→ **TASK GOAL**
Find every line below where the string "None" shows up, and copy those lines.

→ **RECORDS SHOWN**
--- START ---

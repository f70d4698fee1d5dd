pub mod error;
pub mod traits;
pub mod types;

pub use error::{LensError, ToolFailure};
pub use traits::Tool;
pub use types::{
    AnalysisMode, BudgetCaps, BudgetUsage, CostBreakdown, DiscoveredPattern, Hypothesis,
    ModelSwitch, SearchResults, SessionError, SessionState, ToolCall, ToolCallStatus, TurnType,
    ValidatedPattern, ValidationResults, VideoContext,
};
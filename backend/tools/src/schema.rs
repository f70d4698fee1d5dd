//! Declared parameter schemas, checked at admission time so handlers only
//! ever see well-formed params.

use serde::{Deserialize, Serialize};
use serde_json::{json, Map, Value};

#[derive(Debug, Clone, Copy, PartialEq, Eq, Serialize, Deserialize)]
#[serde(rename_all = "snake_case")]
pub enum ParamKind {
    String,
    Integer,
    Number,
    Boolean,
    StringList,
    Object,
}

impl ParamKind {
    fn matches(&self, value: &Value) -> bool {
        match self {
            ParamKind::String => value.is_string(),
            ParamKind::Integer => value.is_i64() || value.is_u64(),
            ParamKind::Number => value.is_number(),
            ParamKind::Boolean => value.is_boolean(),
            ParamKind::StringList => value
                .as_array()
                .map(|items| items.iter().all(Value::is_string))
                .unwrap_or(false),
            ParamKind::Object => value.is_object(),
        }
    }

    fn json_type(&self) -> Value {
        match self {
            ParamKind::String => json!({"type": "string"}),
            ParamKind::Integer => json!({"type": "integer"}),
            ParamKind::Number => json!({"type": "number"}),
            ParamKind::Boolean => json!({"type": "boolean"}),
            ParamKind::StringList => json!({"type": "array", "items": {"type": "string"}}),
            ParamKind::Object => json!({"type": "object"}),
        }
    }
}

#[derive(Debug, Clone, PartialEq, Serialize, Deserialize)]
pub struct ParamField {
    pub name: String,
    pub kind: ParamKind,
    #[serde(default)]
    pub required: bool,
    #[serde(default)]
    pub description: String,
}

/// Flat object schema: a list of typed, optionally required fields.
#[derive(Debug, Clone, Default, PartialEq, Serialize, Deserialize)]
#[serde(rename_all = "camelCase")]
pub struct ParamSchema {
    #[serde(default)]
    pub fields: Vec<ParamField>,
    /// Accept keys that are not declared.
    #[serde(default)]
    pub allow_extra: bool,
}

impl ParamSchema {
    pub fn new() -> Self {
        Self::default()
    }

    pub fn required(mut self, name: impl Into<String>, kind: ParamKind) -> Self {
        self.fields.push(ParamField {
            name: name.into(),
            kind,
            required: true,
            description: String::new(),
        });
        self
    }

    pub fn optional(mut self, name: impl Into<String>, kind: ParamKind) -> Self {
        self.fields.push(ParamField {
            name: name.into(),
            kind,
            required: false,
            description: String::new(),
        });
        self
    }

    pub fn allow_extra(mut self) -> Self {
        self.allow_extra = true;
        self
    }

    /// Check `params` against the schema. The error names the offending field.
    pub fn validate(&self, params: &Value) -> Result<(), String> {
        let Some(object) = params.as_object() else {
            return Err("params must be a JSON object".to_string());
        };

        for field in &self.fields {
            match object.get(&field.name) {
                None | Some(Value::Null) if field.required => {
                    return Err(format!("missing required field '{}'", field.name));
                }
                None | Some(Value::Null) => {}
                Some(value) if !field.kind.matches(value) => {
                    return Err(format!(
                        "field '{}' must be {:?}, got {}",
                        field.name,
                        field.kind,
                        value_kind(value)
                    ));
                }
                Some(_) => {}
            }
        }

        if !self.allow_extra {
            if let Some(unknown) = object
                .keys()
                .find(|k| !self.fields.iter().any(|f| &f.name == *k))
            {
                return Err(format!("unknown field '{}'", unknown));
            }
        }
        Ok(())
    }

    /// Render as a JSON Schema object for LLM tool descriptions.
    pub fn to_json_schema(&self) -> Value {
        let mut properties = Map::new();
        for field in &self.fields {
            let mut prop = field.kind.json_type();
            if !field.description.is_empty() {
                prop["description"] = Value::String(field.description.clone());
            }
            properties.insert(field.name.clone(), prop);
        }
        let required: Vec<&str> = self
            .fields
            .iter()
            .filter(|f| f.required)
            .map(|f| f.name.as_str())
            .collect();
        json!({
            "type": "object",
            "properties": properties,
            "required": required,
            "additionalProperties": self.allow_extra,
        })
    }
}

fn value_kind(value: &Value) -> &'static str {
    match value {
        Value::Null => "null",
        Value::Bool(_) => "boolean",
        Value::Number(_) => "number",
        Value::String(_) => "string",
        Value::Array(_) => "array",
        Value::Object(_) => "object",
    }
}
pub mod router;

pub use router::{ModelRouter, ModelTier, RouteDecision, RouterConfig, TierModels};
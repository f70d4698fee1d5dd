mod analyze_cmd;
mod config_cmd;
mod runtime;
mod terminal_output;

use std::path::PathBuf;

use anyhow::Result;
use clap::{Parser, Subcommand};
use tracing::debug;

use tubelens_config::{config_dir, config_file_path, load_and_prepare, TubeLensConfig};
use tubelens_logging::{init_console_logger, init_logger};

use analyze_cmd::FactorArgs;
use config_cmd::ConfigCommands;

#[derive(Parser)]
#[command(name = "tubelens")]
#[command(about = "TubeLens: explain why a video performed the way it did")]
#[command(version)]
struct Cli {
    /// Config file (default: $TUBELENS_CONFIG_DIR/config.yaml or ~/.tubelens/config.yaml)
    #[arg(long, global = true)]
    config: Option<PathBuf>,

    #[command(subcommand)]
    command: Commands,
}

#[derive(Subcommand)]
enum Commands {
    /// Analyze a video, falling back to the classic pipeline when needed
    Analyze {
        video_id: String,
        #[command(flatten)]
        factors: FactorArgs,
        /// Print the full report as JSON
        #[arg(long)]
        json: bool,
    },
    /// Show which mode a video would be analyzed in, without running it
    SelectMode {
        #[command(flatten)]
        factors: FactorArgs,
        #[arg(long)]
        json: bool,
    },
    /// Inspect or initialize the config file
    Config {
        #[command(subcommand)]
        command: ConfigCommands,
    },
}

#[tokio::main]
async fn main() -> Result<()> {
    let cli = Cli::parse();
    let path = cli
        .config
        .clone()
        .unwrap_or_else(|| config_file_path(&config_dir()));

    match cli.command {
        Commands::Analyze {
            video_id,
            factors,
            json,
        } => {
            let config = load_and_prepare(&path).await?;
            init_logging(&config);
            debug!(path = %path.display(), "Config loaded");
            analyze_cmd::analyze(&config, &video_id, &factors, json).await?;
        }
        Commands::SelectMode { factors, json } => {
            let config = load_and_prepare(&path).await?;
            init_logging(&config);
            analyze_cmd::select_mode(&config, &factors, json)?;
        }
        Commands::Config { command } => {
            init_console_logger("warn");
            config_cmd::run(command, &path).await?;
        }
    }

    Ok(())
}

fn init_logging(config: &TubeLensConfig) {
    let logging = config.logging.clone().unwrap_or_default();
    let level = logging.level.as_deref().unwrap_or("info");
    match logging.dir.as_deref() {
        Some(dir) => init_logger(dir, level),
        None => init_console_logger(level),
    }
}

--- END ---

→ **SOLUTION TO THE PROBLEM**
                None | Some(Value::Null) if field.required => {
                None | Some(Value::Null) => {}
        None => init_console_logger(level),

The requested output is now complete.